WebGPU Limits and Features

Why This Matters

WebGPU devices have default limits (guaranteed minimums) that may be lower than what your application needs. For example, the default maxBufferSize is 256 MiB — if you create a large compute buffer, you’ll silently get errors unless you request a higher limit. Similarly, optional features like float32-filterable must be explicitly enabled.

Limits

Limits define numeric constraints on resources. Every WebGPU implementation guarantees a set of minimum values, but most GPUs support much higher limits.

Common limits you may need to increase:

Limit Default When to Increase
maxBufferSize 268435456 (256 MiB) Large storage/vertex buffers
maxStorageBufferBindingSize 134217728 (128 MiB) Large compute storage buffers
maxStorageBuffersPerShaderStage 8 Many storage buffers in one shader
maxComputeWorkgroupSizeX 128 Large workgroup dimensions
maxComputeInvocationsPerWorkgroup 128 Dense compute workgroups
maxColorAttachments 8 Many render targets

Querying Adapter Limits

const adapter = await navigator.gpu?.requestAdapter();
console.log(adapter.limits.maxBufferSize);
console.log(adapter.limits.maxStorageBufferBindingSize);

Requesting Increased Limits

You must request higher limits when creating the device — otherwise you get the defaults, not the adapter’s maximums.

Raw WebGPU:

const adapter = await navigator.gpu?.requestAdapter();
const device = await adapter.requestDevice({
  requiredLimits: {
    maxBufferSize: 1024 * 1024 * 1024,            // 1 GiB
    maxStorageBufferBindingSize: 1024 * 1024 * 512, // 512 MiB
  },
});

Three.js WebGPURenderer:

Three.js accepts requiredLimits as a renderer constructor option, which gets passed through to requestDevice():

const renderer = new THREE.WebGPURenderer({
  requiredLimits: {
    maxBufferSize: 1024 * 1024 * 1024,            // 1 GiB
    maxStorageBufferBindingSize: 1024 * 1024 * 512, // 512 MiB
  },
});
await renderer.init();

If the adapter doesn’t support the requested limit, requestDevice() (or renderer.init()) will fail.

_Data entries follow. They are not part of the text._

//! Shared authoring fixtures for tests and benches.
//!
//! Every fixture is listed in `fixtures/manifest.json` under its kind; the
//! per-kind modules resolve a fixture name to its file and load it.

use std::collections::BTreeMap;
use std::fs;
use std::path::{Path, PathBuf};

use anyhow::{anyhow, Context, Result};
use once_cell::sync::Lazy;
use serde::de::DeserializeOwned;
use serde::Deserialize;

static MANIFEST: Lazy<Manifest> = Lazy::new(|| {
    let raw = include_str!("../../../../fixtures/manifest.json");
    serde_json::from_str(raw).expect("fixtures manifest should parse")
});

#[derive(Debug, Deserialize)]
struct Manifest {
    #[serde(default)]
    entities: BTreeMap<String, String>,
    #[serde(rename = "state-events", default)]
    state_events: BTreeMap<String, String>,
    #[serde(rename = "param-rules", default)]
    param_rules: BTreeMap<String, String>,
    #[serde(default)]
    scenarios: BTreeMap<String, ScenarioEntry>,
}

/// A scenario points at the entity asset it drives.
#[derive(Debug, Deserialize)]
struct ScenarioEntry {
    path: String,
    entity: String,
}

fn fixtures_root() -> PathBuf {
    Path::new(env!("CARGO_MANIFEST_DIR")).join("../../../fixtures")
}

fn resolve_path(rel: &str) -> PathBuf {
    fixtures_root().join(rel)
}

fn read_to_string(rel: &str) -> Result<String> {
    let path = resolve_path(rel);
    fs::read_to_string(&path)
        .with_context(|| format!("failed to read fixture at {}", path.display()))
}

fn load_json<T: DeserializeOwned>(rel: &str) -> Result<T> {
    let text = read_to_string(rel)?;
    serde_json::from_str(&text).with_context(|| format!("failed to parse JSON fixture {rel}"))
}

fn lookup<'a, T>(map: &'a BTreeMap<String, T>, kind: &str, name: &str) -> Result<&'a T> {
    map.get(name)
        .ok_or_else(|| anyhow!("unknown {kind} fixture '{name}'"))
}

macro_rules! fixture_kind {
    ($module:ident, $field:ident, $label:literal) => {
        pub mod $module {
            use super::*;

            /// Fixture names, sorted.
            pub fn keys() -> Vec<String> {
                MANIFEST.$field.keys().cloned().collect()
            }

            pub fn json(name: &str) -> Result<String> {
                read_to_string(lookup(&MANIFEST.$field, $label, name)?)
            }

            pub fn load<T: DeserializeOwned>(name: &str) -> Result<T> {
                load_json(lookup(&MANIFEST.$field, $label, name)?)
            }

            pub fn path(name: &str) -> Result<PathBuf> {
                Ok(resolve_path(lookup(&MANIFEST.$field, $label, name)?))
            }
        }
    };
}

fixture_kind!(entities, entities, "entity");
fixture_kind!(state_events, state_events, "state events");
fixture_kind!(param_rules, param_rules, "param rules");

pub mod scenarios {
    use super::*;

    pub fn keys() -> Vec<String> {
        MANIFEST.scenarios.keys().cloned().collect()
    }

    pub fn json(name: &str) -> Result<String> {
        let entry = lookup(&MANIFEST.scenarios, "scenario", name)?;
        read_to_string(&entry.path)
    }

    pub fn load<T: DeserializeOwned>(name: &str) -> Result<T> {
        let entry = lookup(&MANIFEST.scenarios, "scenario", name)?;
        load_json(&entry.path)
    }

    /// Name of the entity fixture the scenario drives.
    pub fn entity(name: &str) -> Result<String> {
        let entry = lookup(&MANIFEST.scenarios, "scenario", name)?;
        Ok(entry.entity.clone())
    }
}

Safe Pattern: Check Before Requesting

const adapter = await navigator.gpu?.requestAdapter();

const desiredBufferSize = 1024 * 1024 * 1024; // 1 GiB
const requiredLimits = {};

if (adapter.limits.maxBufferSize >= desiredBufferSize) {
  requiredLimits.maxBufferSize = desiredBufferSize;
} else {
  console.warn('Adapter does not support 1 GiB buffers, using default');
}

const renderer = new THREE.WebGPURenderer({ requiredLimits });
await renderer.init();

Features

Features are optional capabilities that vary by GPU. Unlike limits, features are either present or absent — there’s no numeric value to adjust.

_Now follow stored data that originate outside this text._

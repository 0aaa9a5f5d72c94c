//! Non-throwing diagnostic channel.
//!
//! Everything that goes wrong inside an engine callback ends up here: it is
//! logged through `tracing` and retained until the frame report drains it.

use std::fmt;

use serde::{Deserialize, Serialize};
use tracing::warn;

use crate::config::DiagnosticsCfg;
use crate::ids::EventId;
use crate::inputs::RawCallback;
use crate::lifecycle::Phase;

#[derive(Clone, Debug, PartialEq, Serialize, Deserialize)]
#[non_exhaustive]
pub enum Diagnostic {
    /// A fired key had no entry in the dispatch table; the event was dropped.
    LookupMiss { id: EventId },
    /// A raw callback arrived in a phase where it cannot happen.
    PhaseSequence {
        phase: Phase,
        previous: Phase,
        callback: RawCallback,
    },
    /// A raw callback targeted a state with no behaviours attached.
    UnknownState { layer: u32, state: u32 },
}

impl fmt::Display for Diagnostic {
    fn fmt(&self, f: &mut fmt::Formatter<'_>) -> fmt::Result {
        match self {
            Diagnostic::LookupMiss { id } => write!(f, "event id [{id}] not found"),
            Diagnostic::PhaseSequence {
                phase,
                previous,
                callback,
            } => write!(
                f,
                "raw {callback:?} received in phase {phase:?} (previous {previous:?})"
            ),
            Diagnostic::UnknownState { layer, state } => {
                write!(f, "no behaviours on layer {layer} state {state:#x}")
            }
        }
    }
}

#[derive(Debug, Default)]
pub struct Diagnostics {
    cfg: DiagnosticsCfg,
    entries: Vec<Diagnostic>,
    dropped: usize,
}

impl Diagnostics {
    pub fn new(cfg: DiagnosticsCfg) -> Self {
        Self {
            cfg,
            entries: Vec::new(),
            dropped: 0,
        }
    }

    /// Log and retain one diagnostic.
    pub fn report(&mut self, diagnostic: Diagnostic) {
        warn!(target: "vizij_animation_events", "{diagnostic}");
        if !self.cfg.enabled {
            return;
        }
        if self.entries.len() >= self.cfg.max_per_frame {
            self.dropped += 1;
        } else {
            self.entries.push(diagnostic);
        }
    }

    #[inline]
    pub fn entries(&self) -> &[Diagnostic] {
        &self.entries
    }

    #[inline]
    pub fn is_empty(&self) -> bool {
        self.entries.is_empty() && self.dropped == 0
    }

    /// Hand over everything retained since the last drain, plus the overflow count.
    pub fn drain(&mut self) -> (Vec<Diagnostic>, usize) {
        let dropped = std::mem::take(&mut self.dropped);
        (std::mem::take(&mut self.entries), dropped)
    }
}
//! Core configuration for vizij-animation-events.

use serde::{Deserialize, Serialize};

/// Per-entity configuration, fixed at attach time.
#[derive(Clone, Debug, PartialEq, Serialize, Deserialize)]
#[serde(default)]
pub struct Config {
    /// Initial capacity of the per-frame dispatch queue.
    pub queue_capacity: usize,

    /// Trace every enqueued event id at debug level.
    pub debug_events: bool,

    pub diagnostics: DiagnosticsCfg,
}

/// Diagnostic channel settings.
#[derive(Clone, Debug, PartialEq, Serialize, Deserialize)]
#[serde(default)]
pub struct DiagnosticsCfg {
    /// When false diagnostics are still logged but not retained for the frame report.
    pub enabled: bool,
    /// Retained diagnostics per frame; the rest are only counted.
    pub max_per_frame: usize,
}

impl Default for DiagnosticsCfg {
    fn default() -> Self {
        DiagnosticsCfg {
            enabled: true,
            max_per_frame: 256,
        }
    }
}

impl Default for Config {
    fn default() -> Self {
        Self {
            queue_capacity: 64,
            debug_events: false,
            diagnostics: DiagnosticsCfg::default(),
        }
    }
}

#[cfg(test)]
mod tests {
    use super::*;

    #[test]
    fn partial_json_falls_back_to_defaults() {
        let cfg: Config = serde_json::from_str(r#"{ "debug_events": true }"#).unwrap();
        assert!(cfg.debug_events);
        assert_eq!(cfg.queue_capacity, 64);
        assert_eq!(cfg.diagnostics, DiagnosticsCfg::default());
    }
}
//! Input contracts from the animation engine.
//!
//! The engine reports, per active state and layer, its raw Enter/Update/Exit
//! callbacks together with a small frame snapshot. Adapters either call the
//! `AnimatedEntity::state_*` methods directly or batch the callbacks into
//! [`FrameInputs`] for `AnimatedEntity::update()`.

use serde::{Deserialize, Serialize};

use crate::ids::{LayerId, StateId, TransitionId};

/// What the engine knows about a state when it calls back.
#[derive(Copy, Clone, Debug, Default, PartialEq, Serialize, Deserialize)]
pub struct StateFrame {
    /// Playback position; the integer part counts completed loops.
    pub normalized_time: f32,
    /// The layer is blending through a transition right now.
    pub in_transition: bool,
    /// Identity of that transition (meaningless when `in_transition` is false).
    #[serde(default)]
    pub transition_id: TransitionId,
}

impl StateFrame {
    /// Frame fully inside a state.
    pub fn steady(normalized_time: f32) -> Self {
        Self {
            normalized_time,
            in_transition: false,
            transition_id: TransitionId::default(),
        }
    }

    /// Frame inside the transition identified by `transition`.
    pub fn transitioning(normalized_time: f32, transition: TransitionId) -> Self {
        Self {
            normalized_time,
            in_transition: true,
            transition_id: transition,
        }
    }
}

#[derive(Copy, Clone, Debug, PartialEq, Eq, Hash, Serialize, Deserialize)]
pub enum RawCallback {
    Enter,
    Update,
    Exit,
}

/// One raw callback delivered by the engine.
#[derive(Copy, Clone, Debug, PartialEq, Serialize, Deserialize)]
pub struct StateCallback {
    pub layer: LayerId,
    pub state: StateId,
    pub kind: RawCallback,
    pub frame: StateFrame,
}

/// All callbacks of one frame in engine order.
#[derive(Clone, Debug, Default, Serialize, Deserialize)]
pub struct FrameInputs {
    #[serde(default)]
    pub callbacks: Vec<StateCallback>,
}

impl FrameInputs {
    pub fn new() -> Self {
        Self::default()
    }

    pub fn enter(mut self, layer: LayerId, state: StateId, frame: StateFrame) -> Self {
        self.push(layer, state, RawCallback::Enter, frame);
        self
    }

    pub fn update(mut self, layer: LayerId, state: StateId, frame: StateFrame) -> Self {
        self.push(layer, state, RawCallback::Update, frame);
        self
    }

    pub fn exit(mut self, layer: LayerId, state: StateId, frame: StateFrame) -> Self {
        self.push(layer, state, RawCallback::Exit, frame);
        self
    }

    #[inline]
    pub fn push(&mut self, layer: LayerId, state: StateId, kind: RawCallback, frame: StateFrame) {
        self.callbacks.push(StateCallback {
            layer,
            state,
            kind,
            frame,
        });
    }
}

How Three.js Handles Features

Three.js automatically requests all features supported by the adapter. You generally don’t need to manage features manually when using Three.js.

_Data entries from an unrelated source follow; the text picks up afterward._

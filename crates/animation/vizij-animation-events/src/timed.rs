//! Timed Event Scheduler.
//!
//! [`StateEvents`] is the authored, immutable list of events attached to one
//! state: four lifecycle-boundary arrays, a per-frame array and a
//! normalized-time array. It is shared (`Arc`) between every instance of the
//! state; the per-occupancy counters live in [`TimedEventScheduler`].

use std::sync::Arc;

use serde::{Deserialize, Serialize};
use tracing::warn;

use crate::error::ConfigError;
use crate::ids::EventId;
use crate::lifecycle::{NodeContext, Phase, StateNode};
use crate::threshold::{NextThreshold, Threshold};

/// One authored event. Boundary and per-frame arrays ignore the threshold.
#[derive(Clone, Debug, Default, PartialEq, Serialize, Deserialize)]
#[serde(rename_all = "camelCase")]
pub struct TimedEvent {
    #[serde(flatten)]
    pub threshold: Threshold,
    #[serde(default)]
    pub callback_id: EventId,
    /// Name-only key from older assets; see [`StateEvents::resolve_legacy_ids`].
    #[serde(default, skip_serializing_if = "Option::is_none")]
    pub callback: Option<String>,
}

impl TimedEvent {
    pub fn new(callback_id: EventId) -> Self {
        Self {
            callback_id,
            ..Self::default()
        }
    }

    pub fn at(callback_id: EventId, threshold: Threshold) -> Self {
        Self {
            threshold,
            callback_id,
            callback: None,
        }
    }

    /// Legacy entry keyed only by name.
    pub fn legacy(name: impl Into<String>, threshold: Threshold) -> Self {
        Self {
            threshold,
            callback_id: EventId::UNSET,
            callback: Some(name.into()),
        }
    }
}

/// Which authored array an event belongs to.
#[derive(Copy, Clone, Debug, PartialEq, Eq, Hash, Serialize, Deserialize)]
pub enum EventHook {
    EnterTransitionStart,
    EnterTransitionEnd,
    Update,
    NormalizedTime,
    ExitTransitionStart,
    ExitTransitionEnd,
}

#[derive(Clone, Debug, Default, PartialEq, Serialize, Deserialize)]
#[serde(rename_all = "camelCase", default)]
pub struct StateEvents {
    pub on_state_enter_transition_start: Vec<TimedEvent>,
    pub on_state_enter_transition_end: Vec<TimedEvent>,
    pub on_state_exit_transition_start: Vec<TimedEvent>,
    pub on_state_exit_transition_end: Vec<TimedEvent>,
    pub on_state_updated: Vec<TimedEvent>,
    pub on_normalized_time_reached: Vec<TimedEvent>,
}

impl StateEvents {
    pub fn new() -> Self {
        Self::default()
    }

    pub fn hook(&self, hook: EventHook) -> &[TimedEvent] {
        match hook {
            EventHook::EnterTransitionStart => &self.on_state_enter_transition_start,
            EventHook::EnterTransitionEnd => &self.on_state_enter_transition_end,
            EventHook::Update => &self.on_state_updated,
            EventHook::NormalizedTime => &self.on_normalized_time_reached,
            EventHook::ExitTransitionStart => &self.on_state_exit_transition_start,
            EventHook::ExitTransitionEnd => &self.on_state_exit_transition_end,
        }
    }

    fn hook_mut(&mut self, hook: EventHook) -> &mut Vec<TimedEvent> {
        match hook {
            EventHook::EnterTransitionStart => &mut self.on_state_enter_transition_start,
            EventHook::EnterTransitionEnd => &mut self.on_state_enter_transition_end,
            EventHook::Update => &mut self.on_state_updated,
            EventHook::NormalizedTime => &mut self.on_normalized_time_reached,
            EventHook::ExitTransitionStart => &mut self.on_state_exit_transition_start,
            EventHook::ExitTransitionEnd => &mut self.on_state_exit_transition_end,
        }
    }

    /// Append `event` to the array of `hook`. Authoring order is firing order.
    pub fn register(&mut self, hook: EventHook, event: TimedEvent) -> &mut Self {
        self.hook_mut(hook).push(event);
        self
    }

    fn all_mut(&mut self) -> impl Iterator<Item = &mut TimedEvent> + '_ {
        self.on_state_enter_transition_start
            .iter_mut()
            .chain(self.on_state_enter_transition_end.iter_mut())
            .chain(self.on_state_updated.iter_mut())
            .chain(self.on_normalized_time_reached.iter_mut())
            .chain(self.on_state_exit_transition_start.iter_mut())
            .chain(self.on_state_exit_transition_end.iter_mut())
    }

    pub fn validate(&self) -> Result<(), ConfigError> {
        for ev in &self.on_normalized_time_reached {
            ev.threshold.validate()?;
        }
        Ok(())
    }

    /// Give every name-only entry the id derived from its name.
    /// Returns how many entries were migrated.
    pub fn resolve_legacy_ids(&mut self) -> usize {
        self.resolve_legacy_ids_with(|_| None)
    }

    /// Like [`resolve_legacy_ids`](Self::resolve_legacy_ids), but names the
    /// authored table knows take its id; only unknown names are hashed.
    pub fn resolve_legacy_ids_with(&mut self, lookup: impl Fn(&str) -> Option<EventId>) -> usize {
        let mut migrated = 0;
        for ev in self.all_mut() {
            if !ev.callback_id.is_unset() {
                continue;
            }
            let Some(name) = ev.callback.as_deref().filter(|n| !n.is_empty()) else {
                continue;
            };
            ev.callback_id = lookup(name).unwrap_or_else(|| EventId::from_name(name));
            warn!(
                callback = name,
                id = %ev.callback_id,
                "timed event referenced by name only; re-save the asset to store its id"
            );
            migrated += 1;
        }
        migrated
    }
}

/// Per-instance scheduler over shared [`StateEvents`].
#[derive(Clone, Debug)]
pub struct TimedEventScheduler {
    defs: Arc<StateEvents>,
    next: Vec<NextThreshold>,
}

impl TimedEventScheduler {
    pub fn new(defs: Arc<StateEvents>) -> Self {
        let next = vec![NextThreshold::default(); defs.on_normalized_time_reached.len()];
        Self { defs, next }
    }

    #[inline]
    pub fn definitions(&self) -> &StateEvents {
        &self.defs
    }

    /// Add an event to this instance. Definitions shared with other
    /// instances are copied first, never mutated in place.
    pub fn register(&mut self, hook: EventHook, event: TimedEvent) {
        Arc::make_mut(&mut self.defs).register(hook, event);
        self.next
            .resize(self.defs.on_normalized_time_reached.len(), NextThreshold::default());
    }

    /// Counters of the normalized-time array, index-aligned with it.
    #[inline]
    pub fn progress(&self) -> &[NextThreshold] {
        &self.next
    }

    /// Ids of a lifecycle-boundary array, in authoring order.
    pub fn boundary(&self, hook: EventHook) -> impl Iterator<Item = EventId> + '_ {
        self.defs.hook(hook).iter().map(|ev| ev.callback_id)
    }

    /// One Update tick: the per-frame set, then every normalized-time event
    /// whose threshold has been reached.
    pub fn advance(&mut self, normalized_time: f32, phase: Phase) -> Vec<EventId> {
        let mut out = Vec::new();
        self.advance_into(normalized_time, phase, &mut out);
        out
    }

    /// Like [`advance`](Self::advance) but appends into a caller buffer.
    pub fn advance_into(&mut self, normalized_time: f32, phase: Phase, out: &mut Vec<EventId>) {
        out.extend(self.defs.on_state_updated.iter().map(|ev| ev.callback_id));
        for (ev, next) in self
            .defs
            .on_normalized_time_reached
            .iter()
            .zip(self.next.iter_mut())
        {
            if next.poll(&ev.threshold, normalized_time, phase) {
                out.push(ev.callback_id);
            }
        }
    }

    /// Close the occupancy: at-least-once events that never fired are
    /// returned (authoring order) and every counter rewinds.
    pub fn finish_occupancy(&mut self) -> Vec<EventId> {
        let mut owed = Vec::new();
        for (ev, next) in self
            .defs
            .on_normalized_time_reached
            .iter()
            .zip(self.next.iter_mut())
        {
            if next.finish(&ev.threshold) {
                owed.push(ev.callback_id);
            }
        }
        owed
    }
}

/// State behaviour that fires authored events through the entity's dispatch table.
#[derive(Clone, Debug)]
pub struct AnimatorEventState {
    scheduler: TimedEventScheduler,
    scratch: Vec<EventId>,
}

impl AnimatorEventState {
    pub fn new(defs: Arc<StateEvents>) -> Self {
        Self {
            scheduler: TimedEventScheduler::new(defs),
            scratch: Vec::new(),
        }
    }

    #[inline]
    pub fn scheduler(&self) -> &TimedEventScheduler {
        &self.scheduler
    }

    #[inline]
    pub fn scheduler_mut(&mut self) -> &mut TimedEventScheduler {
        &mut self.scheduler
    }

    fn fire_boundary(&self, hook: EventHook, ctx: &mut NodeContext<'_>) {
        for id in self.scheduler.boundary(hook) {
            ctx.fire(id);
        }
    }
}

impl StateNode for AnimatorEventState {
    fn enter_transition_start(&mut self, ctx: &mut NodeContext<'_>) {
        self.fire_boundary(EventHook::EnterTransitionStart, ctx);
    }

    fn enter_transition_end(&mut self, ctx: &mut NodeContext<'_>) {
        self.fire_boundary(EventHook::EnterTransitionEnd, ctx);
    }

    fn update(&mut self, ctx: &mut NodeContext<'_>) {
        self.scratch.clear();
        self.scheduler
            .advance_into(ctx.frame.normalized_time, ctx.phase, &mut self.scratch);
        for id in &self.scratch {
            ctx.fire(*id);
        }
    }

    fn exit_transition_start(&mut self, ctx: &mut NodeContext<'_>) {
        self.fire_boundary(EventHook::ExitTransitionStart, ctx);
    }

    fn exit_transition_end(&mut self, ctx: &mut NodeContext<'_>) {
        self.fire_boundary(EventHook::ExitTransitionEnd, ctx);
        for id in self.scheduler.finish_occupancy() {
            ctx.fire(id);
        }
    }
}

Querying Available Features (Raw WebGPU)

const adapter = await navigator.gpu?.requestAdapter();
// adapter.features is a Set
console.log(adapter.features.has('float32-filterable'));
console.log(adapter.features.has('shader-f16'));

Common Optional Features

Feature Purpose
float32-filterable Linear filtering on float32 textures
float32-blendable Blending on float32 render targets
shader-f16 16-bit floats in shaders
texture-compression-bc BC (desktop) texture compression
texture-compression-etc2 ETC2 (mobile) texture compression
texture-compression-astc ASTC (mobile) texture compression
timestamp-query GPU timing measurements
depth-clip-control Disable depth clipping
dual-source-blending Two blend sources from one shader
subgroups Subgroup operations in compute
clip-distances Custom clip planes in vertex shader

Best Practices

  1. Only request limits you actually need — requesting maximums hides portability issues where your app works on your GPU but fails on weaker ones
  2. Check adapter limits before requesting — gracefully degrade when limits aren’t available
  3. Don’t forget storage buffer binding sizemaxStorageBufferBindingSize is often the bottleneck, not maxBufferSize
  4. Use webgpureport.org to check what limits/features different GPUs support

Debugging

If you’re hitting buffer size errors or validation failures:

// Log all adapter limits
const adapter = await navigator.gpu?.requestAdapter();
for (const [key, value] of Object.entries(Object.getPrototypeOf(adapter.limits))) {
  if (typeof value !== 'function') {
    console.log(`${key}: ${adapter.limits[key]}`);
  }
}

Check Chrome DevTools console for WebGPU validation errors — they often mention which limit was exceeded.